↓

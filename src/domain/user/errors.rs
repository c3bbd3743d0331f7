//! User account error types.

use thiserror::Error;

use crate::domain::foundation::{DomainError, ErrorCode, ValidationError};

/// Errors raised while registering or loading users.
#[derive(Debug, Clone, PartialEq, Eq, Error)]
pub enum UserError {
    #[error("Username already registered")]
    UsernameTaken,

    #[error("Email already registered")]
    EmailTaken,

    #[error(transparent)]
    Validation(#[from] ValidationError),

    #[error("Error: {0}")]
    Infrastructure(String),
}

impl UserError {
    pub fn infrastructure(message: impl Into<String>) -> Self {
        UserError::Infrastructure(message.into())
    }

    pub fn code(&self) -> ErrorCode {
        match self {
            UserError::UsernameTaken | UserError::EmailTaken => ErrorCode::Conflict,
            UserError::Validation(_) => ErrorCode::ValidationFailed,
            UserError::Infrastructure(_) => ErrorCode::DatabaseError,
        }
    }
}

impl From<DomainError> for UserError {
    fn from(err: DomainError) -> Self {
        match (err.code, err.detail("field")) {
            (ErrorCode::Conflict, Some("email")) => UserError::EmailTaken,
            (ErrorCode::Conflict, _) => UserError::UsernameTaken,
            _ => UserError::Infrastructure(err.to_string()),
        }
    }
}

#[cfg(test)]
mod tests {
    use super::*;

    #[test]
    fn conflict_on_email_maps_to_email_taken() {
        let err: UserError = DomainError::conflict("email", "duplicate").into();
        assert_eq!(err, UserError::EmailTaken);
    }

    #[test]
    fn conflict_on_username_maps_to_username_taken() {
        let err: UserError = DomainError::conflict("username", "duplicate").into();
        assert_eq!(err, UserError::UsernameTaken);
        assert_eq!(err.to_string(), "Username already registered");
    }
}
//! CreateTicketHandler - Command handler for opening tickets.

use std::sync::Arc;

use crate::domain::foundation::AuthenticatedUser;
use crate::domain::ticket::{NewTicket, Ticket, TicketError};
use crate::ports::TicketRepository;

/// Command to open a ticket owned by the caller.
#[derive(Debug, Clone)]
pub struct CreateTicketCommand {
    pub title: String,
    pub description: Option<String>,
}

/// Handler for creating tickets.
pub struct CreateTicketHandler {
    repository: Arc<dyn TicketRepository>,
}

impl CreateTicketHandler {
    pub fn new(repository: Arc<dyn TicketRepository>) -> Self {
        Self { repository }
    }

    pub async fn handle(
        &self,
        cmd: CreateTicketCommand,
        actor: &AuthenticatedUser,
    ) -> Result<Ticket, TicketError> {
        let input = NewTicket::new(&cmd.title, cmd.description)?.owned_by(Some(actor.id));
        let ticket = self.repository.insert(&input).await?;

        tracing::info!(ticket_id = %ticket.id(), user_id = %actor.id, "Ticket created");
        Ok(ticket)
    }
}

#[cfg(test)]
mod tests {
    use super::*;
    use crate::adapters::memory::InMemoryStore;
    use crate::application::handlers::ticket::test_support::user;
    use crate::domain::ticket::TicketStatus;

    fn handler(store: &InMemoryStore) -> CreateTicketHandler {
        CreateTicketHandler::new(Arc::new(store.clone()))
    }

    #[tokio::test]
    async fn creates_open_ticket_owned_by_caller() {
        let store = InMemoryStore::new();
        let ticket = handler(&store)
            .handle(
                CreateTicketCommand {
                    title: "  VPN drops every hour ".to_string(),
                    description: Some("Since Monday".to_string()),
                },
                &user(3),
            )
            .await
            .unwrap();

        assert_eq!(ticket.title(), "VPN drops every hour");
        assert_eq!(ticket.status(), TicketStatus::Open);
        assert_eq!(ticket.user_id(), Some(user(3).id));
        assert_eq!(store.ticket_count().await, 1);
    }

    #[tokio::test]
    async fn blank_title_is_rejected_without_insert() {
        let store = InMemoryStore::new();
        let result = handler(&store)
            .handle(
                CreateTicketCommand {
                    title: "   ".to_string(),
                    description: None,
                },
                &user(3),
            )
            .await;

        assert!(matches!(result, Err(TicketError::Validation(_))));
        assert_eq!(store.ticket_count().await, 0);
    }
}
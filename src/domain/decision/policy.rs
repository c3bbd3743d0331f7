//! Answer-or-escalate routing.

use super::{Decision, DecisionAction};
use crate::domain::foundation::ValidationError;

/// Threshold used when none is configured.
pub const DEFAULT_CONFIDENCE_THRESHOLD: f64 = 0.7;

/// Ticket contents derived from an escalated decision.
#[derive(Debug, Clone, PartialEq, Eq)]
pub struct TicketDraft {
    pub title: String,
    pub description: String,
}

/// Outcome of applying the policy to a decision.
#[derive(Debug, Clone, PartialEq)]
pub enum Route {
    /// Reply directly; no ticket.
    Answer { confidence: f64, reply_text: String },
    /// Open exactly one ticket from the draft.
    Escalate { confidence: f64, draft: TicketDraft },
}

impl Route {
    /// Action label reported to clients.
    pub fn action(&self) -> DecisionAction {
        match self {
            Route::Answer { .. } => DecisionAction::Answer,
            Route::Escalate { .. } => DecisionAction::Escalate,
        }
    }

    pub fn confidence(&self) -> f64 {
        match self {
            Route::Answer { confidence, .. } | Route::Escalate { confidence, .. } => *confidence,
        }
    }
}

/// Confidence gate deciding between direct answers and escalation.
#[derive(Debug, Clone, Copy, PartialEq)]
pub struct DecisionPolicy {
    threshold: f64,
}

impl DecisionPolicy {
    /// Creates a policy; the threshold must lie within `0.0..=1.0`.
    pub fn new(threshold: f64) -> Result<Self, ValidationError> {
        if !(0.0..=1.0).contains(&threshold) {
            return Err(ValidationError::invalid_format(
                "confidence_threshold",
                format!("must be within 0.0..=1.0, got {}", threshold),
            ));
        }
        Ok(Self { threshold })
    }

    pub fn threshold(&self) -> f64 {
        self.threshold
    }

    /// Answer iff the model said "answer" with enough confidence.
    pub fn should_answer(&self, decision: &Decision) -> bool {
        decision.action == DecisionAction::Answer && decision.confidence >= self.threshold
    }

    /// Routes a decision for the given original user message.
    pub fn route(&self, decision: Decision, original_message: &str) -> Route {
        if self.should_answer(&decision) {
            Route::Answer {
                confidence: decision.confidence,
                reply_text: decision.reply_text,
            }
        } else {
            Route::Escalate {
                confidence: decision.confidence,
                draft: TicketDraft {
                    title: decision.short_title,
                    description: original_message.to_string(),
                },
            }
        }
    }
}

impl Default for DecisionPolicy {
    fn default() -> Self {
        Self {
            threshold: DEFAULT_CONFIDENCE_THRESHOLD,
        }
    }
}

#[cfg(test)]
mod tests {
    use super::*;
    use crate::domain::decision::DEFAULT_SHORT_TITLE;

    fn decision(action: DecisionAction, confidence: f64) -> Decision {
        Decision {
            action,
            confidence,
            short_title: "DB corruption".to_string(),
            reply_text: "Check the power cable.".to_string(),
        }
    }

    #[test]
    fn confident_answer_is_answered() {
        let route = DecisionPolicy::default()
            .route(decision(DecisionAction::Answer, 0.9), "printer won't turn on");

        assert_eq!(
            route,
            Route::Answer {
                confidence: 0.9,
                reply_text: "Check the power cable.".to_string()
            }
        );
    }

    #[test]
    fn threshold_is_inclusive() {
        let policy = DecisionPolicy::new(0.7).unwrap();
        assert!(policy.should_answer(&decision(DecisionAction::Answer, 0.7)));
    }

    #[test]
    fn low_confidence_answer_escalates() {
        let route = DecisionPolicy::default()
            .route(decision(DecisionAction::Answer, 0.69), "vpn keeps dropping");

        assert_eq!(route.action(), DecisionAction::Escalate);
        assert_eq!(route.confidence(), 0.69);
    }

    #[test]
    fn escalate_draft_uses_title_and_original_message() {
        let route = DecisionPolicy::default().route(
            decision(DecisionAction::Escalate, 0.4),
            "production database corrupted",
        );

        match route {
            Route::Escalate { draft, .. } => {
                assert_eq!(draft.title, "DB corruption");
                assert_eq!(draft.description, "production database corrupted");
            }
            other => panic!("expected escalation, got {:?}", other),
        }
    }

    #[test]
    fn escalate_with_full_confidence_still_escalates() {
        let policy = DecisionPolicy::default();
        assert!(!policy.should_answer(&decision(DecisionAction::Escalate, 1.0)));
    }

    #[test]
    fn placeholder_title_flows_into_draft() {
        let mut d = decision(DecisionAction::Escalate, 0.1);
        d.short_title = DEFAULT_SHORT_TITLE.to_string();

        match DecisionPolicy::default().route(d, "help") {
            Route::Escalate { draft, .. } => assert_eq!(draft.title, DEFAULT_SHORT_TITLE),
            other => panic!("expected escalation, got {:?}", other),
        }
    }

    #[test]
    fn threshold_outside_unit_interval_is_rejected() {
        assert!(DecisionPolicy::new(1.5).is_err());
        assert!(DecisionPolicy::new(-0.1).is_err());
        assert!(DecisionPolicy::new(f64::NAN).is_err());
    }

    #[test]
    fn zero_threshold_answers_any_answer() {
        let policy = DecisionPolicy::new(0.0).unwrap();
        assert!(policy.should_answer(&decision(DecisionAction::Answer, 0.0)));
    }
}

↑

Task: A single number is the answer here: the count of lines in the listing that hold the string "corruption".

Completed exercise: 2